Jan 16, 2025 – A Manhattan judge has dismissed New York City’s lawsuit seeking to hold oil and gas companies accountable for misleading statements about the environmental benefits of their products.

The ruling issued by Justice Anar Rathod Patel on Tuesday amounts to yet another legal defeat in a nationwide effort by local and state governments to sue large polluters. In 2019, state Attorney General Letitia James’ office lost a case alleging ExxonMobil had misled shareholders about the cost of climate change to its business. In November, James’ office lost a lawsuit that sought to hold PepsiCo liable for litter accumulating on the banks of the Buffalo River.
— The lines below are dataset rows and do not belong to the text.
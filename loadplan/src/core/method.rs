//! HTTP methods accepted for target requests.

use std::fmt;
use std::str::FromStr;

use serde::{Deserialize, Serialize};

use crate::error::PlanError;

#[derive(Debug, Clone, Copy, PartialEq, Eq, Hash, Serialize, Deserialize)]
#[serde(rename_all = "UPPERCASE")]
pub enum HttpMethod {
    Get,
    Post,
    Put,
    Delete,
    Patch,
    Head,
    Options,
}

impl HttpMethod {
    pub fn as_str(self) -> &'static str {
        match self {
            HttpMethod::Get => "GET",
            HttpMethod::Post => "POST",
            HttpMethod::Put => "PUT",
            HttpMethod::Delete => "DELETE",
            HttpMethod::Patch => "PATCH",
            HttpMethod::Head => "HEAD",
            HttpMethod::Options => "OPTIONS",
        }
    }

    /// Methods that require an anti-forgery token: POST, PUT and DELETE.
    pub fn is_mutating(self) -> bool {
        matches!(self, HttpMethod::Post | HttpMethod::Put | HttpMethod::Delete)
    }
}

impl fmt::Display for HttpMethod {
    fn fmt(&self, f: &mut fmt::Formatter<'_>) -> fmt::Result {
        f.write_str(self.as_str())
    }
}

impl FromStr for HttpMethod {
    type Err = PlanError;

    fn from_str(raw: &str) -> Result<Self, Self::Err> {
        match raw.trim().to_ascii_uppercase().as_str() {
            "GET" => Ok(HttpMethod::Get),
            "POST" => Ok(HttpMethod::Post),
            "PUT" => Ok(HttpMethod::Put),
            "DELETE" => Ok(HttpMethod::Delete),
            "PATCH" => Ok(HttpMethod::Patch),
            "HEAD" => Ok(HttpMethod::Head),
            "OPTIONS" => Ok(HttpMethod::Options),
            _ => Err(PlanError::UnknownMethod(raw.to_string())),
        }
    }
}
//! Per-property metadata.

use serde::{Deserialize, Serialize};
use tracing::warn;

use crate::codec::PropArrays;
use crate::error::SchemaError;
use crate::metadata::valid_values::{validate_data_type, validate_str_encoding};
use crate::model::{DType, Ragged};

/// Describes one node or edge property.
#[derive(Debug, Clone, PartialEq, Serialize, Deserialize)]
pub struct PropMetadata {
    /// Unique within its component. Non-empty.
    pub identifier: String,
    /// Element dtype name. Non-empty; unknown names only warn.
    pub dtype: String,
    #[serde(default)]
    pub varlength: bool,
    #[serde(default, skip_serializing_if = "Option::is_none")]
    pub encoding: Option<String>,
    #[serde(default, skip_serializing_if = "Option::is_none")]
    pub unit: Option<String>,
    #[serde(default, skip_serializing_if = "Option::is_none")]
    pub name: Option<String>,
    #[serde(default, skip_serializing_if = "Option::is_none")]
    pub description: Option<String>,
}

impl PropMetadata {
    /// Creates and validates metadata for a fixed-shape property.
    pub fn new(identifier: impl Into<String>, dtype: impl Into<String>) -> Result<Self, SchemaError> {
        let md = Self::unchecked(identifier.into(), dtype.into(), false);
        md.validate()?;
        Ok(md)
    }

    /// Creates and validates metadata for a variable-length property.
    pub fn new_varlength(identifier: impl Into<String>, dtype: impl Into<String>) -> Result<Self, SchemaError> {
        let md = Self::unchecked(identifier.into(), dtype.into(), true);
        md.validate()?;
        Ok(md)
    }

    fn unchecked(identifier: String, dtype: String, varlength: bool) -> Self {
        Self {
            identifier,
            dtype,
            varlength,
            encoding: None,
            unit: None,
            name: None,
            description: None,
        }
    }

    pub fn with_unit(mut self, unit: impl Into<String>) -> Self {
        self.unit = Some(unit.into());
        self
    }

    pub fn with_name(mut self, name: impl Into<String>) -> Self {
        self.name = Some(name.into());
        self
    }

    pub fn with_description(mut self, description: impl Into<String>) -> Self {
        self.description = Some(description.into());
        self
    }

    pub fn with_encoding(mut self, encoding: impl Into<String>) -> Self {
        let encoding = encoding.into();
        warn_unknown_encoding(&encoding);
        self.encoding = Some(encoding);
        self
    }

    /// The dtype, if it is on the allow-list.
    pub fn parsed_dtype(&self) -> Option<DType> {
        DType::parse(&self.dtype)
    }

    /// Checks hard constraints and logs warnings for unknown values.
    pub fn validate(&self) -> Result<(), SchemaError> {
        if self.identifier.is_empty() {
            return Err(SchemaError::EmptyIdentifier);
        }
        if self.dtype.is_empty() {
            return Err(SchemaError::EmptyDtype {
                identifier: self.identifier.clone(),
            });
        }
        if self.varlength && self.parsed_dtype() == Some(DType::Str) {
            return Err(SchemaError::VarLengthString {
                identifier: self.identifier.clone(),
            });
        }
        if !validate_data_type(&self.dtype) {
            warn!(
                "Data type {} cannot be matched to a valid data type {:?}. \
                 Reader applications may not know what to do with this information.",
                self.dtype,
                DType::ALL.map(DType::name),
            );
        }
        if let Some(encoding) = &self.encoding {
            warn_unknown_encoding(encoding);
        }
        Ok(())
    }

    /// Infers metadata for a fixed-shape property from its arrays.
    pub fn infer_fixed(identifier: impl Into<String>, arrays: &PropArrays) -> Result<Self, SchemaError> {
        Self::new(identifier, arrays.values.dtype().name())
    }

    /// Infers metadata for a variable-length property.
    ///
    /// The dtype comes from the present elements, which must all agree. With
    /// no present element the default `float32` payload type is used.
    pub fn infer_varlength(identifier: impl Into<String>, elements: &[Ragged]) -> Result<Self, SchemaError> {
        let identifier = identifier.into();
        let mut present = elements.iter().filter_map(Ragged::as_array);
        let dtype = match present.next() {
            Some(first) => {
                let first = first.dtype();
                if let Some(other) = present.map(|a| a.dtype()).find(|&d| d != first) {
                    return Err(SchemaError::InconsistentDtypes {
                        identifier,
                        first,
                        other,
                    });
                }
                first
            }
            None => DType::Float32,
        };
        Self::new_varlength(identifier, dtype.name())
    }
}

fn warn_unknown_encoding(encoding: &str) {
    if !validate_str_encoding(encoding) {
        warn!(
            "Encoding {encoding} not in valid encodings. \
             Reader applications may not know what to do with this information."
        );
    }
}

#[cfg(test)]
mod tests {
    use super::*;
    use crate::model::NdArray;

    #[test]
    fn test_constraints() {
        assert_eq!(PropMetadata::new("", "int64"), Err(SchemaError::EmptyIdentifier));
        assert!(matches!(
            PropMetadata::new("x", ""),
            Err(SchemaError::EmptyDtype { .. })
        ));
        assert!(matches!(
            PropMetadata::new_varlength("x", "str"),
            Err(SchemaError::VarLengthString { .. })
        ));
        assert!(PropMetadata::new("x", "str").is_ok());
    }

    #[test]
    fn test_unknown_dtype_is_accepted() {
        let md = PropMetadata::new("x", "integer").unwrap();
        assert_eq!(md.parsed_dtype(), None);
    }

    #[test]
    fn test_serde_shape() {
        let md = PropMetadata::new("score", "float32").unwrap().with_unit("au");
        let json = serde_json::to_value(&md).unwrap();
        assert_eq!(
            json,
            serde_json::json!({"identifier": "score", "dtype": "float32", "varlength": false, "unit": "au"})
        );
        let back: PropMetadata =
            serde_json::from_value(serde_json::json!({"identifier": "a", "dtype": "int"})).unwrap();
        assert!(!back.varlength);
        assert_eq!(back.parsed_dtype(), Some(DType::Int64));
    }

    #[test]
    fn test_infer_fixed() {
        let arrays = PropArrays::new(NdArray::from_vec_1d(vec![1u16, 2]));
        let md = PropMetadata::infer_fixed("a", &arrays).unwrap();
        assert_eq!(md.dtype, "uint16");
        assert!(!md.varlength);
    }

    #[test]
    fn test_infer_varlength() {
        let elements = vec![
            Ragged::Present(NdArray::from_vec_1d(vec![1.0f64])),
            Ragged::Absent,
            Ragged::Present(NdArray::from_vec_1d(vec![2.0f64, 3.0])),
        ];
        let md = PropMetadata::infer_varlength("poly", &elements).unwrap();
        assert_eq!(md.dtype, "float64");
        assert!(md.varlength);

        let mixed = vec![
            Ragged::Present(NdArray::from_vec_1d(vec![1.0f64])),
            Ragged::Present(NdArray::from_vec_1d(vec![1i32])),
        ];
        assert!(matches!(
            PropMetadata::infer_varlength("poly", &mixed),
            Err(SchemaError::InconsistentDtypes {
                first: DType::Float64,
                other: DType::Int32,
                ..
            })
        ));

        let md = PropMetadata::infer_varlength("poly", &[Ragged::Absent]).unwrap();
        assert_eq!(md.dtype, "float32");
    }
}
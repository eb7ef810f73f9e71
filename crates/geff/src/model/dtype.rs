//! Element data types allowed in GEFF property arrays.
//!
//! The allow-list is closed: half-precision floats and complex types do not
//! parse. Names, common aliases and numpy typestrs are all accepted.

use std::fmt;

use serde::{Deserialize, Deserializer, Serialize, Serializer};

/// Element type of an [`NdArray`](super::NdArray).
#[derive(Debug, Clone, Copy, PartialEq, Eq, Hash, PartialOrd, Ord)]
pub enum DType {
    Bool,
    Int8,
    Int16,
    Int32,
    Int64,
    UInt8,
    UInt16,
    UInt32,
    UInt64,
    Float32,
    Float64,
    /// Raw bytes, one byte per element.
    Bytes,
    /// Unicode strings.
    Str,
}

impl DType {
    pub const ALL: [DType; 13] = [
        DType::Bool,
        DType::Int8,
        DType::Int16,
        DType::Int32,
        DType::Int64,
        DType::UInt8,
        DType::UInt16,
        DType::UInt32,
        DType::UInt64,
        DType::Float32,
        DType::Float64,
        DType::Bytes,
        DType::Str,
    ];

    /// Canonical name, as written into property metadata.
    pub fn name(self) -> &'static str {
        match self {
            DType::Bool => "bool",
            DType::Int8 => "int8",
            DType::Int16 => "int16",
            DType::Int32 => "int32",
            DType::Int64 => "int64",
            DType::UInt8 => "uint8",
            DType::UInt16 => "uint16",
            DType::UInt32 => "uint32",
            DType::UInt64 => "uint64",
            DType::Float32 => "float32",
            DType::Float64 => "float64",
            DType::Bytes => "bytes",
            DType::Str => "str",
        }
    }

    /// Parses a dtype name, alias or numpy typestr.
    ///
    /// Returns `None` for anything outside the allow-list, including
    /// `float16` and complex types.
    pub fn parse(s: &str) -> Option<DType> {
        let s = s.trim();
        Self::from_name(s).or_else(|| Self::from_typestr(s))
    }

    fn from_name(s: &str) -> Option<DType> {
        Some(match s {
            "bool" | "bool_" | "bool8" | "?" => DType::Bool,
            "int8" | "byte" => DType::Int8,
            "int16" | "short" => DType::Int16,
            "int32" | "intc" => DType::Int32,
            "int64" | "int" | "int_" | "long" | "longlong" => DType::Int64,
            "uint8" | "ubyte" => DType::UInt8,
            "uint16" | "ushort" => DType::UInt16,
            "uint32" | "uintc" => DType::UInt32,
            "uint64" | "uint" | "ulong" | "ulonglong" => DType::UInt64,
            "float32" | "single" => DType::Float32,
            "float64" | "float" | "double" | "float_" => DType::Float64,
            "bytes" | "bytes_" => DType::Bytes,
            "str" | "str_" | "string" | "unicode" => DType::Str,
            _ => return None,
        })
    }

    fn from_typestr(s: &str) -> Option<DType> {
        let body = s.strip_prefix(['<', '>', '|', '=']).unwrap_or(s);
        let mut chars = body.chars();
        let kind = chars.next()?;
        let size = chars.as_str();
        let width_ok = size.is_empty() || size.parse::<usize>().is_ok();
        Some(match (kind, size) {
            ('b', "1") => DType::Bool,
            ('i', "1") => DType::Int8,
            ('i', "2") => DType::Int16,
            ('i', "4") => DType::Int32,
            ('i', "8") => DType::Int64,
            ('u', "1") => DType::UInt8,
            ('u', "2") => DType::UInt16,
            ('u', "4") => DType::UInt32,
            ('u', "8") => DType::UInt64,
            ('f', "4") => DType::Float32,
            ('f', "8") => DType::Float64,
            ('S', _) if width_ok => DType::Bytes,
            ('U', _) if width_ok => DType::Str,
            _ => return None,
        })
    }

    /// Numpy kind character.
    pub fn kind(self) -> char {
        match self {
            DType::Bool => 'b',
            DType::Int8 | DType::Int16 | DType::Int32 | DType::Int64 => 'i',
            DType::UInt8 | DType::UInt16 | DType::UInt32 | DType::UInt64 => 'u',
            DType::Float32 | DType::Float64 => 'f',
            DType::Bytes => 'S',
            DType::Str => 'U',
        }
    }

    /// Bytes per element, `None` for strings.
    pub fn item_size(self) -> Option<usize> {
        match self {
            DType::Bool | DType::Int8 | DType::UInt8 | DType::Bytes => Some(1),
            DType::Int16 | DType::UInt16 => Some(2),
            DType::Int32 | DType::UInt32 | DType::Float32 => Some(4),
            DType::Int64 | DType::UInt64 | DType::Float64 => Some(8),
            DType::Str => None,
        }
    }

    pub fn is_integer(self) -> bool {
        matches!(self.kind(), 'i' | 'u')
    }

    pub fn is_float(self) -> bool {
        self.kind() == 'f'
    }

    /// True for integers, floats and booleans.
    pub fn is_numeric(self) -> bool {
        matches!(self.kind(), 'b' | 'i' | 'u' | 'f')
    }
}

impl fmt::Display for DType {
    fn fmt(&self, f: &mut fmt::Formatter<'_>) -> fmt::Result {
        f.write_str(self.name())
    }
}

impl Serialize for DType {
    fn serialize<S: Serializer>(&self, serializer: S) -> Result<S::Ok, S::Error> {
        serializer.serialize_str(self.name())
    }
}

impl<'de> Deserialize<'de> for DType {
    fn deserialize<D: Deserializer<'de>>(deserializer: D) -> Result<Self, D::Error> {
        let s = String::deserialize(deserializer)?;
        DType::parse(&s).ok_or_else(|| serde::de::Error::custom(format!("unknown dtype {s:?}")))
    }
}

#[cfg(test)]
mod tests {
    use super::*;

    #[test]
    fn test_parse_names_roundtrip() {
        for dtype in DType::ALL {
            assert_eq!(DType::parse(dtype.name()), Some(dtype));
        }
    }

    #[test]
    fn test_parse_aliases_and_typestrs() {
        assert_eq!(DType::parse("int"), Some(DType::Int64));
        assert_eq!(DType::parse("float"), Some(DType::Float64));
        assert_eq!(DType::parse(">i4"), Some(DType::Int32));
        assert_eq!(DType::parse("<u2"), Some(DType::UInt16));
        assert_eq!(DType::parse("|b1"), Some(DType::Bool));
        assert_eq!(DType::parse("<U12"), Some(DType::Str));
        assert_eq!(DType::parse("|S1"), Some(DType::Bytes));
    }

    #[test]
    fn test_disallowed_types() {
        assert_eq!(DType::parse("float16"), None);
        assert_eq!(DType::parse(">f2"), None);
        assert_eq!(DType::parse("complex64"), None);
        assert_eq!(DType::parse("<c16"), None);
        assert_eq!(DType::parse("nope"), None);
        assert_eq!(DType::parse(""), None);
    }

    #[test]
    fn test_kinds() {
        assert!(DType::UInt32.is_integer());
        assert!(!DType::Bool.is_integer());
        assert!(DType::Bool.is_numeric());
        assert!(!DType::Str.is_numeric());
        assert_eq!(DType::Str.item_size(), None);
        assert_eq!(DType::Float64.item_size(), Some(8));
    }

    #[test]
    fn test_serde_uses_names() {
        let json = serde_json::to_string(&DType::UInt16).unwrap();
        assert_eq!(json, "\"uint16\"");
        let back: DType = serde_json::from_str("\"<f8\"").unwrap();
        assert_eq!(back, DType::Float64);
    }
}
The new ruling came in a case initiated by Mayor Bill de Blasio’s administration. It centered on ExxonMobil, BP and Shell’s alleged “greenwashing” of the gasoline they sell by minimizing its harm to the environment. But Patel wrote in his ruling that there was a fundamental flaw to the city’s arguments about the harm caused by the alleged misleading statements about climate change.

“The city cannot have it both ways by, on one hand, asserting that consumers are aware of and commercially sensitive to the fact that fossil fuels cause climate change, and, on the other hand, that the same consumers are being duped by defendants’ failure to disclose that their fossil fuel products emit greenhouse gases that contribute to climate change,” Patel wrote.

Over the past year, large oil companies received favorable rulings on similar claims in Delaware and Maryland. About 30 climate cases are still pending in state courts, including in New Jersey, Pennsylvania and Connecticut.